===== DATA TO PROCESS

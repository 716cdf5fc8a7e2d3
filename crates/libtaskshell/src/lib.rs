//! Attach a local terminal to the interactive shell of a running task.

pub mod config;
pub mod error;
pub mod orchestrator;
pub mod queue;
pub mod resolver;
pub mod router;
pub mod session;
pub mod terminal;
pub mod validate;
pub mod variant;

pub use config::{ConfigError, ShellConfig};
pub use error::{DialError, Ineligible, SessionError, ShellError, Unresolvable};
pub use orchestrator::{Orchestrator, SessionState};
pub use resolver::{EndpointResolver, QueueResolver};
pub use router::{LocalStdio, threaded_stdin};
pub use session::{Completion, Resizer, Session, SessionStreams};
pub use terminal::{ConsoleTerminal, TerminalDevice, TerminalGuard};
pub use variant::{Dialer, ProtocolDialer};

==========

### WORK ORDER
After reading the lines above, reproduce them all exactly.

### EXERCISE SOLUTION
repository 716cdf5fc8a7e2d3
filename crates/libtaskshell/src/lib.rs
//! Attach a local terminal to the interactive shell of a running task.

pub mod config;
pub mod error;
pub mod orchestrator;
pub mod queue;
pub mod resolver;
pub mod router;
pub mod session;
pub mod terminal;
pub mod validate;
pub mod variant;

pub use config::{ConfigError, ShellConfig};
pub use error::{DialError, Ineligible, SessionError, ShellError, Unresolvable};
pub use orchestrator::{Orchestrator, SessionState};
pub use resolver::{EndpointResolver, QueueResolver};
pub use router::{LocalStdio, threaded_stdin};
pub use session::{Completion, Resizer, Session, SessionStreams};
pub use terminal::{ConsoleTerminal, TerminalDevice, TerminalGuard};
pub use variant::{Dialer, ProtocolDialer};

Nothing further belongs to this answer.